The impact of the surrounding communities and multiple external conditions serve as critical prerequisites for determining the conduct of a young person. In the case with a Hispanic boy, who has faced abuse from his early childhood, family factor represents a major influencing issue. The problem stems from economical inefficiency of the family, for the child is willing to improve his financial opportunities. Second, it concerns the psychology of human relations. Since Billy’s parents embody a picture of abusive behavior, he tends to follow their conducts and becomes vulnerable to criminal activities. Third, the boy faces discrimination among peers, according to his race belonging, which formulates a distorted image of social justice for the teenager.

Protecting Delinquent Teens: Advocacy Implications

A delinquent behavior in children tends to lead to criminality. The reviewed case demonstrates that the boy from the abusive family was caught at vandalizing cars and bringing a cold weapon to school. Therefore, such conduct might impose some harmful effects on the surrounding society. Still, the experts agree that delinquent teenagers often become victims of inappropriate parenting and unfair treatment. Consequently, they can not be judged along with the standard principles. The modern courts of juvenile advocacy, the first of which started functioning in Chicago, in 1899, were founded with the aim of addressing the issues and providing quality protection to the children.

One can outline three significant advocacy considerations, which have to be taken into consideration while treating juvenile criminality. The first aspect regards racial disparities. Since it is acknowledged that Afro-Americans and Hispanics are prejudiced in the USA, the courts have to consider the effects of a mental and emotional injury, which might be inflicted on a child, who is discriminated against. Second, it is critical to take into account the factor of parenting privilege. Thus, if a child is not instructed on his/her behavior, it is unjust to judge a person, according to his parents’ deficiency. Finally, the youth development aspect, which predetermines the relations that are built by a teenager, influences the adequate conduct of a child. Therefore, it should be considered as well.
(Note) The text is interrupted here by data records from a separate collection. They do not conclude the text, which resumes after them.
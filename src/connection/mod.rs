//! Request/response messages and the transport abstraction.
//!
//! Every command in this crate is expressed as an [`IpmiCommand`]: it knows how
//! to turn itself into a [`Message`] and how to parse the data of a successful
//! response. Transports implement [`IpmiConnection`] and only move bytes.

mod completion_code;
pub use completion_code::{CompletionErrorCode, ResponseUnavailableReason};

mod impls;
pub use impls::{SimulatedRepository, Simulator, SimulatorError};

mod netfn;
pub use netfn::NetFn;

mod request;
pub use request::Request;

mod response;
pub use response::Response;

/// The logical unit of the BMC a request is addressed to.
#[derive(Clone, Copy, Debug, PartialEq)]
pub enum LogicalUnit {
    Zero = 0,
    One = 1,
    Two = 2,
    Three = 3,
}

impl LogicalUnit {
    const ALL: [Self; 4] = [Self::Zero, Self::One, Self::Two, Self::Three];

    /// The logical unit addressed by the two lowest bits of `value`.
    pub fn from_low_bits(value: u8) -> Self {
        Self::ALL[(value & 0b11) as usize]
    }

    pub fn value(&self) -> u8 {
        *self as u8
    }
}

/// Identifies a command: its network function and command number.
#[derive(Clone, Copy, Debug, PartialEq, Eq, Hash)]
pub struct CommandId {
    pub netfn: NetFn,
    pub cmd: u8,
}

impl CommandId {
    pub const fn new(netfn: NetFn, cmd: u8) -> Self {
        Self { netfn, cmd }
    }
}

impl core::fmt::Display for CommandId {
    fn fmt(&self, f: &mut core::fmt::Formatter<'_>) -> core::fmt::Result {
        write!(f, "{:?} command 0x{:02X}", self.netfn, self.cmd)
    }
}

/// A blocking request/response transport.
///
/// Only one request may be in flight per connection: callers must
/// [`recv`](IpmiConnection::recv) the response to a request before sending the
/// next one. [`send_recv`](IpmiConnection::send_recv) does both.
pub trait IpmiConnection {
    type SendError: core::fmt::Debug;
    type RecvError: core::fmt::Debug;
    type Error: core::fmt::Debug + From<Self::SendError> + From<Self::RecvError>;

    fn send(&mut self, request: &mut Request) -> Result<(), Self::SendError>;
    fn recv(&mut self) -> Result<Response, Self::RecvError>;
    fn send_recv(&mut self, request: &mut Request) -> Result<Response, Self::Error>;
}

#[derive(Clone, Debug, PartialEq)]
pub struct Message {
    netfn: u8,
    cmd: u8,
    data: Vec<u8>,
}

impl Message {
    pub fn new_request(netfn: NetFn, cmd: u8, data: Vec<u8>) -> Self {
        Self {
            netfn: netfn.request_value(),
            cmd,
            data,
        }
    }

    pub fn new_response(netfn: NetFn, cmd: u8, data: Vec<u8>) -> Self {
        Self {
            netfn: netfn.response_value(),
            cmd,
            data,
        }
    }

    pub fn netfn(&self) -> NetFn {
        NetFn::from(self.netfn)
    }

    pub fn netfn_raw(&self) -> u8 {
        self.netfn
    }

    pub fn cmd(&self) -> u8 {
        self.cmd
    }

    pub fn command(&self) -> CommandId {
        CommandId::new(self.netfn(), self.cmd)
    }

    pub fn data(&self) -> &[u8] {
        &self.data
    }
}

/// The response did not contain enough data to be parsed.
#[derive(Clone, Copy, Debug, PartialEq)]
pub struct NotEnoughData;

pub trait IpmiCommand: Into<Message> {
    type Output;
    type Error;

    /// Parse the data of a response whose completion code indicated success.
    ///
    /// `data` does not include the completion code.
    fn parse_success_response(data: &[u8]) -> Result<Self::Output, Self::Error>;

    /// Turn a failed completion code into a command-specific error, if the
    /// command has one for it.
    fn handle_completion_code(
        completion_code: CompletionErrorCode,
        data: &[u8],
    ) -> Option<Self::Error> {
        let _ = (completion_code, data);
        None
    }
}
Finding Solutions for Delinquency in Teenagers

In the majority of cases, the teenagers, who commit criminal acts or demonstrate abusive behavior, should rather be provided with high-quality assistance than judgment. Otherwise, punishment might destroy the personalities of these individuals (Jones, 2012). The experts state that the imprisonment of a teenager always leads to the repeated instances of the act. If one takes into consideration the studied case, several solutions for delinquency may be offered.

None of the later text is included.